DIAGNOSIS OF UTAH'S ELUSIVE EARLY CRETACEOUS CEDAR MOUNTAIN – LATE JURASSIC MORRISON FORMATIONAL CONTACT AND THE INTERFINGERING OF THE BUCKHORN CONGLOMERATE AND THE YELLOW CAT DEBRITIC FACIES
Where the basal Cedar Mountain Formation consists of the Buckhorn Conglomerate or a debritic, pebbly mudstone facies (Yellow Cat Member of the Cedar Mountain Formation), the bottom of these units represent the base of the formation. The Buckhorn Conglomerate and the debritic Yellow Cat pebbly mudstone facies: (1) interfinger with each other indicating time equivalency, (2) usually grade upsection into sandstones, (3) locally cut out the paleosol at the top of the Morrison, and (4) represent different facies of a complex degradational system. In the absence of the Buckhorn and debritic Yellow Cat facies, a fine grained maroon paleosol marks the base of the Cedar Mountain Formation.

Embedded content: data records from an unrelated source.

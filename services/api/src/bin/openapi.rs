//! services/api/src/bin/openapi.rs
//!
//! This binary generates the OpenAPI 3.0 specification for the REST API
//! and saves it to a file named `openapi.json`.

use api_lib::web::rest::ApiDoc;
use utoipa::OpenApi;

/// Generates the OpenAPI specification and writes it to a file.
fn generate_spec(
    api_doc: utoipa::openapi::OpenApi,
    path: &str,
) -> Result<(), Box<dyn std::error::Error>> {
    let spec_json = api_doc.to_pretty_json()?;
    std::fs::write(path, spec_json)?;
    println!("OpenAPI specification for the portfolio copilot written to {}", path);
    Ok(())
}

fn main() -> Result<(), Box<dyn std::error::Error>> {
    let path = std::env::args().nth(1).unwrap_or_else(|| "openapi.json".to_string());
    generate_spec(ApiDoc::openapi(), &path)?;
    Ok(())
}
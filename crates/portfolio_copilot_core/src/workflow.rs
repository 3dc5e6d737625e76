//! crates/portfolio_copilot_core/src/workflow.rs
//!
//! The static question sequences for each workflow, trigger-phrase matching,
//! and the placeholder rendering used for prompts.

use crate::domain::{Session, StepId, WorkflowKind};

/// One entry of a workflow: the step and the prompt asked when entering it.
#[derive(Debug, Clone, Copy, PartialEq, Eq)]
pub struct Step {
    pub id: StepId,
    pub prompt: Option<&'static str>,
}

const fn ask(id: StepId, prompt: &'static str) -> Step {
    Step {
        id,
        prompt: Some(prompt),
    }
}

const DONE: Step = Step {
    id: StepId::GenerateContent,
    prompt: None,
};

const PROJECT_STEPS: &[Step] = &[
    ask(StepId::AskName, "What is your name?"),
    ask(
        StepId::AskProjectName,
        "Nice to meet you, {name}! What is the name of your project?",
    ),
    ask(
        StepId::AskProjectDescription,
        "Great! Can you give me a short description of your project?",
    ),
    ask(
        StepId::AskTechnologies,
        "What technologies does this project use?",
    ),
    DONE,
];

const WORK_STEPS: &[Step] = &[
    ask(StepId::AskName, "What is your name?"),
    ask(
        StepId::AskCompanyName,
        "Nice to meet you, {name}! What company do you work at?",
    ),
    ask(StepId::AskTitleName, "What is your role at {company_name}?"),
    ask(
        StepId::AskTeamName,
        "Which team did you work with at {company_name}?",
    ),
    ask(
        StepId::AskYears,
        "How long did you work there? (Format: YYYY - YYYY)",
    ),
    ask(
        StepId::AskTechnologies,
        "What technologies did you use in this role?",
    ),
    DONE,
];

/// Reply sent when no dialogue is active and the message names no workflow.
pub const GUIDANCE_MESSAGE: &str = "I can help add projects or work experience! Try asking me.";

impl WorkflowKind {
    /// The ordered steps of this workflow; the last one is the sentinel.
    pub fn steps(&self) -> &'static [Step] {
        match self {
            WorkflowKind::Project => PROJECT_STEPS,
            WorkflowKind::Work => WORK_STEPS,
        }
    }

    pub fn first_step(&self) -> Step {
        self.steps()[0]
    }

    pub fn position(&self, step: StepId) -> Option<usize> {
        self.steps().iter().position(|s| s.id == step)
    }

    /// The step after `step`, or `None` if `step` is the sentinel or not part
    /// of this workflow.
    pub fn step_after(&self, step: StepId) -> Option<Step> {
        let index = self.position(step)?;
        self.steps().get(index + 1).copied()
    }
}

//=========================================================================================
// Trigger Phrases
//=========================================================================================

/// How trigger phrases are compared against the incoming message.
#[derive(Debug, Clone, Copy, PartialEq, Eq, Default)]
pub enum TriggerMatching {
    #[default]
    CaseInsensitive,
    CaseSensitive,
}

const WORK_TRIGGER: &str = "add work experience";
const PROJECT_TRIGGER: &str = "add project";

/// Picks the workflow named in `text`, if any. Work experience is checked
/// first.
pub fn match_trigger(text: &str, matching: TriggerMatching) -> Option<WorkflowKind> {
    let haystack = match matching {
        TriggerMatching::CaseInsensitive => text.to_lowercase(),
        TriggerMatching::CaseSensitive => text.to_string(),
    };
    if haystack.contains(WORK_TRIGGER) {
        Some(WorkflowKind::Work)
    } else if haystack.contains(PROJECT_TRIGGER) {
        Some(WorkflowKind::Project)
    } else {
        None
    }
}

//=========================================================================================
// Prompt Rendering
//=========================================================================================

/// The fixed set of values prompt templates may reference.
#[derive(Debug, Clone, PartialEq, Eq)]
pub struct PromptFields<'a> {
    pub name: &'a str,
    pub company_name: &'a str,
    pub team_name: &'a str,
}

impl<'a> PromptFields<'a> {
    pub const DEFAULT_NAME: &'static str = "User";
    pub const DEFAULT_COMPANY: &'static str = "Company";
    pub const DEFAULT_TEAM: &'static str = "Team";

    /// Resolves each field from the session, falling back to its default.
    pub fn from_session(session: &'a Session) -> Self {
        Self {
            name: session.name.as_deref().unwrap_or(Self::DEFAULT_NAME),
            company_name: session
                .answer(StepId::AskCompanyName)
                .unwrap_or(Self::DEFAULT_COMPANY),
            team_name: session
                .answer(StepId::AskTeamName)
                .unwrap_or(Self::DEFAULT_TEAM),
        }
    }

    pub fn render(&self, template: &str) -> String {
        template
            .replace("{name}", self.name)
            .replace("{company_name}", self.company_name)
            .replace("{team_name}", self.team_name)
    }
}

#[cfg(test)]
mod tests {
    use super::*;

    #[test]
    fn every_workflow_ends_with_a_single_promptless_sentinel() {
        for kind in [WorkflowKind::Project, WorkflowKind::Work] {
            let steps = kind.steps();
            let last = steps.last().unwrap();
            assert_eq!(last.id, StepId::GenerateContent);
            assert!(last.prompt.is_none());
            assert!(steps[..steps.len() - 1].iter().all(|s| s.prompt.is_some()));
            assert_eq!(kind.first_step().id, StepId::AskName);
        }
    }

    #[test]
    fn work_trigger_wins_over_project_trigger() {
        assert_eq!(
            match_trigger("please add work experience and add project", TriggerMatching::CaseInsensitive),
            Some(WorkflowKind::Work)
        );
        assert_eq!(
            match_trigger("I want to add project Foo", TriggerMatching::CaseInsensitive),
            Some(WorkflowKind::Project)
        );
        assert_eq!(match_trigger("hello", TriggerMatching::CaseInsensitive), None);
    }

    #[test]
    fn case_sensitivity_is_configurable() {
        assert_eq!(
            match_trigger("Add Project", TriggerMatching::CaseInsensitive),
            Some(WorkflowKind::Project)
        );
        assert_eq!(match_trigger("Add Project", TriggerMatching::CaseSensitive), None);
        assert_eq!(
            match_trigger("add project", TriggerMatching::CaseSensitive),
            Some(WorkflowKind::Project)
        );
    }

    #[test]
    fn missing_placeholders_fall_back_to_defaults() {
        let session = Session::new("u1");
        let fields = PromptFields::from_session(&session);
        assert_eq!(
            fields.render("Hi {name}, at {company_name} in {team_name}?"),
            "Hi User, at Company in Team?"
        );
    }

    #[test]
    fn placeholders_resolve_from_collected_answers() {
        let mut session = Session::new("u1");
        session.name = Some("Ada".into());
        session
            .answers
            .insert(StepId::AskCompanyName, "Initech".into());
        let fields = PromptFields::from_session(&session);
        assert_eq!(
            fields.render("What is your role at {company_name}, {name}?"),
            "What is your role at Initech, Ada?"
        );
    }

    #[test]
    fn step_after_walks_the_table() {
        assert_eq!(
            WorkflowKind::Project.step_after(StepId::AskTechnologies).map(|s| s.id),
            Some(StepId::GenerateContent)
        );
        assert_eq!(WorkflowKind::Project.step_after(StepId::GenerateContent), None);
        assert_eq!(WorkflowKind::Project.step_after(StepId::AskYears), None);
    }
}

An array of caliche/calcrete/silcrete paleosol complexes, some indicative of a multi-million-year depositional hiatuses, overprints the top of the Buckhorn Conglomerate and portions of the Yellow Cat Member as well as the intact top of the Morrison Formation. Above this intermittent calcrete zone, the Cedar Mountain formation consists of fine-grained overbank deposits with caliche nodules or caliche horizons (Ruby Ranch Member) and sporadic sandstone lenses and beds.